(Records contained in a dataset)

-*-*-

//! In-process counter store.
//!
//! Counter values live in atomics indexed by `DashMap`s. Categories must be
//! installed before counters in them can be opened, the same way a host
//! registers counter categories ahead of time. Instances are reference
//! counted by open handles and disappear with their last handle.

use dashmap::DashMap;
use serde::Serialize;
use std::collections::BTreeMap;
use std::fmt::Write;
use std::sync::atomic::{AtomicI64, AtomicU64, AtomicUsize, Ordering};
use std::sync::Arc;
use std::time::Instant;

use actionperf_core::backend::{
    CategoryDefinition, CounterHandle, CounterKey, CounterKind, MetricBackend,
};
use actionperf_core::error::{PerfError, Result};

/// Suffix linking an average counter to its base counter.
const BASE_SUFFIX: &str = " Base";

/// Helper to escape label values.
fn escape_label(v: &str) -> String {
    v.replace('\\', "\\\\").replace('"', "\\\"").replace('\n', "\\n")
}

struct Cell {
    kind: CounterKind,
    value: AtomicI64,
    refs: AtomicUsize,
    created: Instant,
}

/// Last sampled value of a `Delta`/`RateOfCountsPerSecond` counter.
#[derive(Clone, Copy)]
struct SampleMark {
    value: i64,
    at: Instant,
}

/// One computed counter value.
#[derive(Debug, Clone, PartialEq, Serialize)]
pub struct CounterSample {
    pub counter: String,
    pub kind: CounterKind,
    pub value: f64,
}

/// One stored counter value, for snapshots.
#[derive(Debug, Clone, PartialEq, Serialize)]
pub struct CounterRow {
    pub category: String,
    pub counter: String,
    pub instance: String,
    pub kind: CounterKind,
    pub raw: i64,
}

#[derive(Default)]
pub struct InMemoryBackend {
    categories: DashMap<String, CategoryDefinition>,
    cells: DashMap<CounterKey, Arc<Cell>>,
    handles: DashMap<u64, Arc<Cell>>,
    marks: DashMap<CounterKey, SampleMark>,
    next_handle: AtomicU64,
}

impl InMemoryBackend {
    pub fn new() -> Self {
        Self::default()
    }

    /// Register (or replace) a category definition.
    pub fn install_category(&self, def: CategoryDefinition) {
        tracing::debug!(category = %def.name, counters = def.counters.len(), "category installed");
        self.categories.insert(def.name.clone(), def);
    }

    pub fn has_category(&self, name: &str) -> bool {
        self.categories.contains_key(name)
    }

    /// Number of handles currently open.
    pub fn open_handles(&self) -> usize {
        self.handles.len()
    }

    /// Number of live counter instances.
    pub fn instance_count(&self) -> usize {
        self.cells.len()
    }

    /// Stored value of a counter instance, if it is open.
    pub fn raw_value(&self, category: &str, counter: &str, instance: &str) -> Option<i64> {
        self.cells
            .get(&CounterKey::new(category, counter, instance))
            .map(|c| c.value.load(Ordering::Relaxed))
    }

    /// Compute the reported value of every open counter of one instance, in
    /// category definition order.
    ///
    /// Sampling advances the reference point of `Delta` and
    /// `RateOfCountsPerSecond` counters.
    pub fn sample(&self, category: &str, instance: &str) -> Vec<CounterSample> {
        let Some(def) = self.categories.get(category).map(|d| d.value().clone()) else {
            return vec![];
        };
        let now = Instant::now();

        let mut out = Vec::with_capacity(def.counters.len());
        for c in &def.counters {
            let key = CounterKey::new(category, &c.name, instance);
            let Some(cell) = self.cells.get(&key).map(|r| Arc::clone(r.value())) else {
                continue;
            };
            let current = cell.value.load(Ordering::Relaxed);

            let value = match cell.kind {
                CounterKind::NumberOfItems | CounterKind::RawValue | CounterKind::AverageBase => {
                    current as f64
                }
                CounterKind::Delta => {
                    let prev = self.advance_mark(&key, current, now, cell.created);
                    (current - prev.value) as f64
                }
                CounterKind::RateOfCountsPerSecond => {
                    let prev = self.advance_mark(&key, current, now, cell.created);
                    let secs = now.duration_since(prev.at).as_secs_f64();
                    if secs > 0.0 {
                        (current - prev.value) as f64 / secs
                    } else {
                        0.0
                    }
                }
                // sum and base are read one after the other; a concurrent
                // completion can land between the two loads.
                CounterKind::AverageTimer => {
                    let base_key =
                        CounterKey::new(category, &format!("{}{BASE_SUFFIX}", c.name), instance);
                    let base = self
                        .cells
                        .get(&base_key)
                        .map(|b| b.value.load(Ordering::Relaxed))
                        .unwrap_or(0);
                    if base > 0 {
                        current as f64 / base as f64
                    } else {
                        0.0
                    }
                }
            };

            out.push(CounterSample { counter: c.name.clone(), kind: cell.kind, value });
        }
        out
    }

    fn advance_mark(
        &self,
        key: &CounterKey,
        current: i64,
        now: Instant,
        created: Instant,
    ) -> SampleMark {
        let mut mark = self
            .marks
            .entry(key.clone())
            .or_insert(SampleMark { value: 0, at: created });
        let prev = *mark;
        *mark = SampleMark { value: current, at: now };
        prev
    }

    /// Stored values of every open counter, sorted by address.
    pub fn snapshot(&self) -> Vec<CounterRow> {
        let mut rows: Vec<CounterRow> = self
            .cells
            .iter()
            .map(|r| {
                let k = r.key();
                CounterRow {
                    category: k.category.to_string(),
                    counter: k.counter.to_string(),
                    instance: k.instance.to_string(),
                    kind: r.value().kind,
                    raw: r.value().value.load(Ordering::Relaxed),
                }
            })
            .collect();
        rows.sort_by(|a, b| {
            (&a.category, &a.instance, &a.counter).cmp(&(&b.category, &b.instance, &b.counter))
        });
        rows
    }

    /// Render stored values in Prometheus text exposition format.
    pub fn render(&self, name: &str, out: &mut String) {
        let _ = writeln!(out, "# TYPE {} gauge", name);
        let mut lines = BTreeMap::new();
        for row in self.snapshot() {
            let labels = format!(
                "category=\"{}\",counter=\"{}\",instance=\"{}\"",
                escape_label(&row.category),
                escape_label(&row.counter),
                escape_label(&row.instance)
            );
            lines.insert(labels, row.raw);
        }
        for (labels, v) in lines {
            let _ = writeln!(out, "{}{{{}}} {}", name, labels, v);
        }
    }

    fn cell(&self, handle: &CounterHandle) -> Result<Arc<Cell>> {
        self.handles
            .get(&handle.id())
            .map(|r| Arc::clone(r.value()))
            .ok_or(PerfError::CounterClosed(handle.id()))
    }
}

impl MetricBackend for InMemoryBackend {
    fn open_counter(&self, category: &str, counter: &str, instance: &str) -> Result<CounterHandle> {
        let kind = self
            .categories
            .get(category)
            .and_then(|def| def.kind_of(counter))
            .ok_or_else(|| PerfError::BackendUnavailable {
                category: category.to_string(),
                counter: counter.to_string(),
            })?;

        let key = CounterKey::new(category, counter, instance);
        let cell = {
            let entry = self.cells.entry(key.clone()).or_insert_with(|| {
                Arc::new(Cell {
                    kind,
                    value: AtomicI64::new(0),
                    refs: AtomicUsize::new(0),
                    created: Instant::now(),
                })
            });
            entry.refs.fetch_add(1, Ordering::AcqRel);
            Arc::clone(entry.value())
        };

        let id = self.next_handle.fetch_add(1, Ordering::Relaxed);
        self.handles.insert(id, cell);
        Ok(CounterHandle::new(id, key))
    }

    fn increment_by(&self, handle: &CounterHandle, n: i64) -> Result<()> {
        self.cell(handle)?.value.fetch_add(n, Ordering::Relaxed);
        Ok(())
    }

    fn set_raw_value(&self, handle: &CounterHandle, n: i64) -> Result<()> {
        self.cell(handle)?.value.store(n, Ordering::Relaxed);
        Ok(())
    }

    fn dispose(&self, handle: &CounterHandle) {
        let Some((_, cell)) = self.handles.remove(&handle.id()) else {
            return;
        };
        if cell.refs.fetch_sub(1, Ordering::AcqRel) == 1 {
            let key = handle.key();
            if self
                .cells
                .remove_if(key, |_, c| c.refs.load(Ordering::Acquire) == 0)
                .is_some()
            {
                self.marks.remove(key);
            }
        }
    }

    fn close_shared_resources(&self) {
        self.marks.clear();
    }
}

#[cfg(test)]
mod tests {
    use super::*;
    use actionperf_core::backend::{self, standard_category};

    const CAT: &str = "ActionPerf";
    const INST: &str = "API [GET] Orders Get";

    fn backend() -> InMemoryBackend {
        let b = InMemoryBackend::new();
        b.install_category(standard_category(CAT));
        b
    }

    #[test]
    fn unknown_category_or_counter_is_unavailable() {
        let b = backend();
        let err = b.open_counter("Nope", backend::TOTAL_CALLS, INST).unwrap_err();
        assert!(matches!(err, PerfError::BackendUnavailable { .. }));
        let err = b.open_counter(CAT, "Not A Counter", INST).unwrap_err();
        assert!(matches!(err, PerfError::BackendUnavailable { .. }));
    }

    #[test]
    fn instances_are_shared_and_refcounted() {
        let b = backend();
        let h1 = b.open_counter(CAT, backend::TOTAL_CALLS, INST).unwrap();
        let h2 = b.open_counter(CAT, backend::TOTAL_CALLS, INST).unwrap();
        b.increment(&h1).unwrap();
        b.increment_by(&h2, 4).unwrap();
        assert_eq!(b.raw_value(CAT, backend::TOTAL_CALLS, INST), Some(5));

        b.dispose(&h1);
        assert_eq!(b.raw_value(CAT, backend::TOTAL_CALLS, INST), Some(5));
        assert!(matches!(b.increment(&h1), Err(PerfError::CounterClosed(_))));

        b.dispose(&h2);
        b.dispose(&h2);
        assert_eq!(b.raw_value(CAT, backend::TOTAL_CALLS, INST), None);
        assert_eq!(b.open_handles(), 0);
        assert_eq!(b.instance_count(), 0);
    }

    #[test]
    fn sampling_interprets_kinds() {
        let b = backend();
        let total = b.open_counter(CAT, backend::TOTAL_CALLS, INST).unwrap();
        let delta = b.open_counter(CAT, backend::DELTA_CALLS, INST).unwrap();
        let avg = b.open_counter(CAT, backend::AVERAGE_TIME_PER_CALL, INST).unwrap();
        let base = b.open_counter(CAT, backend::AVERAGE_TIME_PER_CALL_BASE, INST).unwrap();
        let last = b.open_counter(CAT, backend::LAST_CALL_ELAPSED_TIME, INST).unwrap();

        for t in [1500, 500] {
            b.increment(&total).unwrap();
            b.increment(&delta).unwrap();
            b.increment_by(&avg, t).unwrap();
            b.increment(&base).unwrap();
            b.set_raw_value(&last, t).unwrap();
        }

        let get = |samples: &[CounterSample], name: &str| {
            samples.iter().find(|s| s.counter == name).map(|s| s.value)
        };

        let s = b.sample(CAT, INST);
        assert_eq!(get(&s, backend::TOTAL_CALLS), Some(2.0));
        assert_eq!(get(&s, backend::DELTA_CALLS), Some(2.0));
        assert_eq!(get(&s, backend::AVERAGE_TIME_PER_CALL), Some(1000.0));
        assert_eq!(get(&s, backend::AVERAGE_TIME_PER_CALL_BASE), Some(2.0));
        assert_eq!(get(&s, backend::LAST_CALL_ELAPSED_TIME), Some(500.0));
        // not opened
        assert_eq!(get(&s, backend::CALLS_PER_SECOND), None);

        b.increment(&delta).unwrap();
        let s = b.sample(CAT, INST);
        assert_eq!(get(&s, backend::DELTA_CALLS), Some(1.0));
        assert_eq!(get(&s, backend::TOTAL_CALLS), Some(2.0));
    }

    #[test]
    fn average_without_calls_is_zero() {
        let b = backend();
        let _avg = b.open_counter(CAT, backend::AVERAGE_TIME_PER_CALL, INST).unwrap();
        let s = b.sample(CAT, INST);
        assert_eq!(s[0].value, 0.0);
    }

    #[test]
    fn render_escapes_labels() {
        let b = backend();
        let h = b.open_counter(CAT, backend::TOTAL_CALLS, "say \"hi\"").unwrap();
        b.increment(&h).unwrap();
        let mut out = String::new();
        b.render("actionperf_counter", &mut out);
        assert!(out.starts_with("# TYPE actionperf_counter gauge\n"));
        assert!(out.contains(
            "actionperf_counter{category=\"ActionPerf\",counter=\"Total Calls\",\
             instance=\"say \\\"hi\\\"\"} 1"
        ));
    }
}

-*-*-

- Your goal -
Using the entries above, quote each line verbatim from the first through the line that contains "use std::fmt::Write;".

- Answer section -
//! In-process counter store.
//!
//! Counter values live in atomics indexed by `DashMap`s. Categories must be
//! installed before counters in them can be opened, the same way a host
//! registers counter categories ahead of time. Instances are reference
//! counted by open handles and disappear with their last handle.

use dashmap::DashMap;
use serde::Serialize;
use std::collections::BTreeMap;
use std::fmt::Write;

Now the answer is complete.